**DIRECTIONS FOR THIS TASK**
Going through the records that follow, please count the lines with "const" in them and give only the count.

** SOURCE DATA follows **

//! Input handling for the Vivento TUI.

use anyhow::{Result, anyhow};
use crossterm::event::{self, Event, KeyCode, KeyEvent, KeyEventKind, KeyModifiers};
use std::{
    sync::{
        Arc,
        atomic::{AtomicBool, Ordering},
    },
    time::Duration,
};
use tokio::sync::mpsc;

use vivento_engine::{App, Page, ResetFormState};

const INPUT_POLL_TIMEOUT: Duration = Duration::from_millis(25); // shutdown responsiveness
const INPUT_CHANNEL_CAPACITY: usize = 256; // bounded: no OOM
const MAX_EVENTS_PER_FRAME: usize = 64; // never starve rendering

enum InputMsg {
    Event(Event),
    Error(String),
}

/// Reads terminal events on a blocking thread and hands them to the frame loop.
pub struct InputPump {
    rx: mpsc::Receiver<InputMsg>,
    stop: Arc<AtomicBool>,
    join: Option<tokio::task::JoinHandle<()>>,
}

impl InputPump {
    #[must_use]
    pub fn new() -> Self {
        let (tx, rx) = mpsc::channel(INPUT_CHANNEL_CAPACITY);
        let stop = Arc::new(AtomicBool::new(false));
        let stop2 = stop.clone();

        let join = tokio::task::spawn_blocking(move || input_loop(stop2, tx));
        Self {
            rx,
            stop,
            join: Some(join),
        }
    }

    pub async fn shutdown(&mut self) {
        // Close the receiver first so a backpressured send unblocks.
        self.rx.close();

        self.stop.store(true, Ordering::Release);
        if let Some(join) = self.join.take() {
            let _ = tokio::time::timeout(Duration::from_secs(2), join).await;
        }
    }
}

impl Default for InputPump {
    fn default() -> Self {
        Self::new()
    }
}

impl Drop for InputPump {
    fn drop(&mut self) {
        // Best-effort stop if caller exits early; do not block in Drop.
        self.rx.close();
        self.stop.store(true, Ordering::Release);
    }
}

fn input_loop(stop: Arc<AtomicBool>, tx: mpsc::Sender<InputMsg>) {
    while !stop.load(Ordering::Acquire) {
        match event::poll(INPUT_POLL_TIMEOUT) {
            Ok(true) => match event::read() {
                Ok(ev) => {
                    if tx.blocking_send(InputMsg::Event(ev)).is_err() {
                        break;
                    }
                }
                Err(e) => {
                    let _ = tx.blocking_send(InputMsg::Error(e.to_string()));
                    break;
                }
            },
            Ok(false) => {}
            Err(e) => {
                let _ = tx.blocking_send(InputMsg::Error(e.to_string()));
                break;
            }
        }
    }
}

/// Drain pending input into `app`. Returns `true` when the app should quit.
pub fn handle_events(app: &mut App, input: &mut InputPump) -> Result<bool> {
    let mut processed = 0;
    while processed < MAX_EVENTS_PER_FRAME {
        let ev = match input.rx.try_recv() {
            Ok(InputMsg::Event(ev)) => ev,
            Ok(InputMsg::Error(msg)) => return Err(anyhow!("input error: {msg}")),
            Err(mpsc::error::TryRecvError::Empty) => break,
            Err(mpsc::error::TryRecvError::Disconnected) => {
                return Err(anyhow!("input pump disconnected"));
            }
        };
        processed += 1;

        if let Event::Key(key) = ev {
            apply_key(app, key);
        }
        if app.should_quit() {
            return Ok(true);
        }
    }
    Ok(app.should_quit())
}

/// Route one key press to the envelope overlay or the active page.
pub fn apply_key(app: &mut App, key: KeyEvent) {
    if key.kind != KeyEventKind::Press {
        return;
    }
    if key.modifiers.contains(KeyModifiers::CONTROL) && key.code == KeyCode::Char('c') {
        app.request_quit();
        return;
    }

    if app.overlay_visible() {
        handle_overlay_key(app, key);
        return;
    }

    match app.page() {
        Page::Landing => handle_landing_key(app, key),
        Page::ForgotPassword => handle_forgot_password_key(app, key),
    }
}

fn handle_overlay_key(app: &mut App, key: KeyEvent) {
    match key.code {
        KeyCode::Enter | KeyCode::Char(' ') => {
            app.open_envelope();
        }
        KeyCode::Esc | KeyCode::Char('x') => {
            app.skip_envelope();
        }
        KeyCode::Char('q') => app.request_quit(),
        _ => {}
    }
}

fn handle_landing_key(app: &mut App, key: KeyEvent) {
    match key.code {
        KeyCode::Char('q') => app.request_quit(),
        KeyCode::Right | KeyCode::Char('l') => {
            app.next_slide();
        }
        KeyCode::Left | KeyCode::Char('h') => {
            app.prev_slide();
        }
        KeyCode::Char(c @ '1'..='9') => {
            let index = c as usize - '1' as usize;
            app.select_slide(index);
        }
        KeyCode::Char('f') => app.show_forgot_password(),
        KeyCode::Char('r') => app.refresh(),
        _ => {}
    }
}

fn handle_forgot_password_key(app: &mut App, key: KeyEvent) {
    match app.reset_form().state() {
        ResetFormState::Editing { .. } => match key.code {
            KeyCode::Esc => app.back(),
            KeyCode::Enter => {
                app.submit_reset();
            }
            KeyCode::Backspace => app.reset_backspace(),
            KeyCode::Char('u') if key.modifiers.contains(KeyModifiers::CONTROL) => {
                app.reset_clear();
            }
            KeyCode::Char(c)
                if !key
                    .modifiers
                    .intersects(KeyModifiers::CONTROL | KeyModifiers::ALT) =>
            {
                app.reset_insert_char(c);
            }
            _ => {}
        },
        ResetFormState::Submitting { .. } => {
            if key.code == KeyCode::Esc {
                app.back();
            }
        }
        ResetFormState::Sent { .. } => match key.code {
            KeyCode::Esc | KeyCode::Enter => app.back(),
            KeyCode::Char('t') => app.reset_try_another(),
            KeyCode::Char('q') => app.request_quit(),
            _ => {}
        },
    }
}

** End of SOURCE DATA **

**THE COMPLETED TASK**
3